Unemployment Tax – part of the dangerous mundane
Just so everyone knows.
Payments to subcontractors can be subject to unemployment tax. Just as if you paid them a W-2.
Businesses are several times more likely to be audited by the employment tax people than by the IRS, and the employment tax auditors are generally smarter because most of them are real people. If you’re issuing 1099s to businesses, no big deal. If you are making a few pretty small payments and issuing 1099s to individuals, again, no big deal. You’re liable for the tax but they’re more likely to brush it off as incidental. Besides it isn’t going to break the bank.
But if you are paying a large number of people for their services and issuing them 1099s instead of paychecks, the auditors will assert unemployment tax. They’re so hungry for money, they aren’t real particular about the law.
Just saying …
A client ran into this situation earlier this year and decided not to fight it. I personally think it could be defended relatively easily. This is not difficult to mount a defense to. But, when things go to court, you never know … But I don’t make those decisions. You do.
In fact I don’t make any of these decisions. I just think out loud.
Four things I’d like to think out loud about.
- If it’s industry practice, it helps a lot. If your competitors are doing the same thing, it would put you at a competitive disadvantage to pay tax when your competitors aren’t. If you end up in a controversy you have to fight, this is a strong defense as an addendum to everything else you will be using to defend yourself. This is a very strong issue. Many IRS regulations and court cases have hinged on this particular issue. In fact, when you scan the cases you will see this pop up time and time again. Industry Practice.
- If you make payments directly to corporations (i.e., Bill Jones Operating Company, Inc.) it helps because you don’t have to issue 1099s to corporations. One of the targets of one of these audits is 1099s.
- All these corporate or LLC businesses you’re paying have business tax deductions. Mileage, supplies, whatever. This is another very strong defense because, the tax is supposed to be on payments for labor (personal services). If the company has any deductions at all, then the entire payment is obviously not for labor. Part of it is for the business’ expenses.

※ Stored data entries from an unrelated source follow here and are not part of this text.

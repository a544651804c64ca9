//! Single-shot client and the request/response adapter.
//!
//! The adapter bridges caller-facing inputs (method, URL, optional raw path,
//! ordered headers, body) to the wire shapes, with two rules that matter for
//! wire exactness:
//!
//! - an explicit `Host` header is used verbatim as the connection authority,
//!   letting a caller dial one address while claiming another;
//! - an explicit raw path replaces the URL-derived path+query byte-for-byte,
//!   bypassing URL parsing entirely, so intentionally malformed request
//!   lines go out unchanged.

use std::io::Read;
use std::time::Duration;

use bytes::Bytes;
use flate2::read::GzDecoder;
use url::Url;

use crate::base::Error;
use crate::socket::dial::{Destination, Dialer, NetDialer, Scheme};
use crate::socket::pool::ConnectionPool;
use crate::wire::{self, Headers, Status, Version};

/// Caller-facing response shape.
#[derive(Debug, Clone, PartialEq, Eq)]
pub struct Response {
    pub version: Version,
    pub status: Status,
    /// Declared `Content-Length`, -1 when absent (e.g. chunked).
    pub content_length: i64,
    pub headers: Headers,
    /// Body bytes, gzip-decoded when the response declared
    /// `Content-Encoding: gzip`.
    pub body: Bytes,
}

#[derive(Debug, Clone)]
pub struct ClientOptions {
    /// Bound on dial + TLS handshake.
    pub connect_timeout: Option<Duration>,
    /// Bound on one full request/response exchange.
    pub read_timeout: Option<Duration>,
    pub follow_redirects: bool,
    pub max_redirects: usize,
    /// Add a `Host` header derived from the URL when the caller supplied
    /// none.
    pub automatic_host_header: bool,
    /// Compute `Content-Length` from the body when the caller supplied none.
    pub automatic_content_length: bool,
}

impl Default for ClientOptions {
    fn default() -> Self {
        Self {
            connect_timeout: None,
            read_timeout: None,
            follow_redirects: true,
            max_redirects: 10,
            automatic_host_header: true,
            automatic_content_length: true,
        }
    }
}

/// Single-shot wire-exact client over a [`ConnectionPool`].
///
/// Each call borrows a pooled connection for one exchange and releases it
/// back once the response has been drained.
pub struct Client<D: Dialer = NetDialer> {
    pool: ConnectionPool<D>,
    options: ClientOptions,
}

impl Client<NetDialer> {
    pub fn new(options: ClientOptions) -> Self {
        Self::with_dialer(options, NetDialer::new())
    }
}

impl Default for Client<NetDialer> {
    fn default() -> Self {
        Self::new(ClientOptions::default())
    }
}

impl<D: Dialer> Client<D> {
    pub fn with_dialer(options: ClientOptions, dialer: D) -> Self {
        Self { pool: ConnectionPool::with_dialer(dialer), options }
    }

    pub async fn get(&self, url: &str) -> Result<Response, Error> {
        self.do_raw("GET", url, "", &Headers::new(), None).await
    }

    pub async fn head(&self, url: &str) -> Result<Response, Error> {
        self.do_raw("HEAD", url, "", &Headers::new(), None).await
    }

    pub async fn post(
        &self,
        url: &str,
        content_type: &str,
        body: impl Into<Bytes>,
    ) -> Result<Response, Error> {
        let mut headers = Headers::new();
        headers.append("Content-Type", content_type);
        self.do_raw("POST", url, "", &headers, Some(body.into())).await
    }

    /// Full-control entry point: `raw_path` (when non-empty) replaces the
    /// URL-derived path+query verbatim, headers go out in the given order
    /// and casing.
    pub async fn do_raw(
        &self,
        method: &str,
        url: &str,
        raw_path: &str,
        headers: &Headers,
        body: Option<Bytes>,
    ) -> Result<Response, Error> {
        let mut method = method.to_string();
        let mut url = url.to_string();
        let mut raw_path = raw_path.to_string();
        let mut body = body;
        let mut redirects = 0;

        loop {
            let response =
                self.round_trip(&method, &url, &raw_path, headers, body.clone()).await?;

            if !self.options.follow_redirects
                || !is_redirect(response.status.code)
                || redirects >= self.options.max_redirects
            {
                return Ok(response);
            }
            let Some(location) = response.headers.get("Location") else {
                return Ok(response);
            };

            let base =
                Url::parse(&url).map_err(|e| Error::InvalidUrl(format!("{url}: {e}")))?;
            url = base
                .join(location)
                .map_err(|e| Error::InvalidUrl(format!("{location}: {e}")))?
                .to_string();

            // 307/308 preserve the method and body; the rest downgrade to a
            // bodyless GET (HEAD stays HEAD).
            if !matches!(response.status.code, 307 | 308)
                && !method.eq_ignore_ascii_case("HEAD")
            {
                method = "GET".to_string();
                body = None;
            }
            // The raw path belongs to the original request line only.
            raw_path.clear();
            redirects += 1;
        }
    }

    async fn round_trip(
        &self,
        method: &str,
        url: &str,
        raw_path: &str,
        headers: &Headers,
        body: Option<Bytes>,
    ) -> Result<Response, Error> {
        let (dest, request) = build_request(method, url, raw_path, headers, body, &self.options)?;
        let mut conn = self.pool.acquire(&dest, self.options.connect_timeout).await?;

        let result = match self.options.read_timeout {
            Some(t) if !t.is_zero() => {
                match tokio::time::timeout(t, conn.do_request(&request)).await {
                    Ok(result) => result,
                    Err(_) => Err(Error::ReadTimedOut),
                }
            }
            _ => conn.do_request(&request).await,
        };

        match result {
            Ok(response) => {
                // Body fully drained, so the connection can go straight back.
                self.pool.release(conn)?;
                decode_response(response)
            }
            // A failed exchange leaves the connection in an unknown state;
            // dropping it closes it instead of poisoning the pool.
            Err(e) => Err(e),
        }
    }
}

/// Translate caller inputs into the destination to dial and the wire request
/// to send.
pub(crate) fn build_request(
    method: &str,
    url: &str,
    raw_path: &str,
    headers: &Headers,
    body: Option<Bytes>,
    options: &ClientOptions,
) -> Result<(Destination, wire::Request), Error> {
    let parsed = Url::parse(url).map_err(|e| Error::InvalidUrl(format!("{url}: {e}")))?;
    let scheme = match parsed.scheme() {
        "http" => Scheme::Http,
        "https" => Scheme::Https,
        other => return Err(Error::InvalidUrl(format!("unsupported scheme {other:?}"))),
    };
    let host = parsed
        .host_str()
        .ok_or_else(|| Error::InvalidUrl(format!("{url}: missing host")))?;

    // URL authority as written, defaulting to port 80; an explicit Host
    // header overrides it verbatim as the dial target.
    let authority = match parsed.port() {
        Some(port) => format!("{host}:{port}"),
        None => format!("{host}:80"),
    };
    let addr = headers.get("Host").map_or(authority, str::to_string);

    let path = if raw_path.is_empty() {
        let mut path = parsed.path().to_string();
        if path.is_empty() {
            path.push('/');
        }
        if let Some(query) = parsed.query() {
            path.push('?');
            path.push_str(query);
        }
        path
    } else {
        raw_path.to_string()
    };

    let mut request = wire::Request::new(method, path);
    request.headers = headers.clone();
    request.automatic_content_length = options.automatic_content_length;
    request.body = body;
    if options.automatic_host_header && !request.headers.contains("Host") {
        let host_value = match parsed.port() {
            Some(port) => format!("{host}:{port}"),
            None => host.to_string(),
        };
        request.headers.append("Host", host_value);
    }

    Ok((Destination::new(scheme, addr), request))
}

/// Response-side adapter: transparent gzip decoding, anything else passes
/// through unchanged.
pub(crate) fn decode_response(response: wire::Response) -> Result<Response, Error> {
    let content_length = response.content_length();
    let gzipped = response
        .headers
        .get("Content-Encoding")
        .is_some_and(|v| v.trim().eq_ignore_ascii_case("gzip"));

    let body = if gzipped && !response.body.is_empty() {
        let mut decoded = Vec::new();
        GzDecoder::new(&response.body[..])
            .read_to_end(&mut decoded)
            .map_err(|e| Error::ContentDecoding(e.to_string()))?;
        Bytes::from(decoded)
    } else {
        response.body
    };

    Ok(Response {
        version: response.version,
        status: response.status,
        content_length,
        headers: response.headers,
        body,
    })
}

fn is_redirect(code: u16) -> bool {
    matches!(code, 301 | 302 | 303 | 307 | 308)
}

/// Reconstruct the exact outbound byte sequence for a request without
/// sending it.
///
/// Pure and side-effect free; the output is byte-identical to what
/// [`Client::do_raw`] with default options would transmit, including the
/// automatic `Content-Length` rule and the `Host` header derived from the
/// URL when none is supplied.
pub fn dump_request_raw(
    method: &str,
    url: &str,
    raw_path: &str,
    headers: &Headers,
    body: Option<Bytes>,
) -> Result<Vec<u8>, Error> {
    let (_, request) =
        build_request(method, url, raw_path, headers, body, &ClientOptions::default())?;
    Ok(request.to_bytes())
}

- This is a practical consideration. The account to which you’re coding these payments can either attract or escape the attention of the auditors . You should all know that accounting is an art, not a science. There is no “right” account. If you choose an account that’s realistic that won’t attract the attention of the unemployment auditors, you’ll be better off. You are under no obligation to stick your head in the noose.
Hope this helps.
Pardon any typos. I have a feeling there are some. I’m famous for my typos.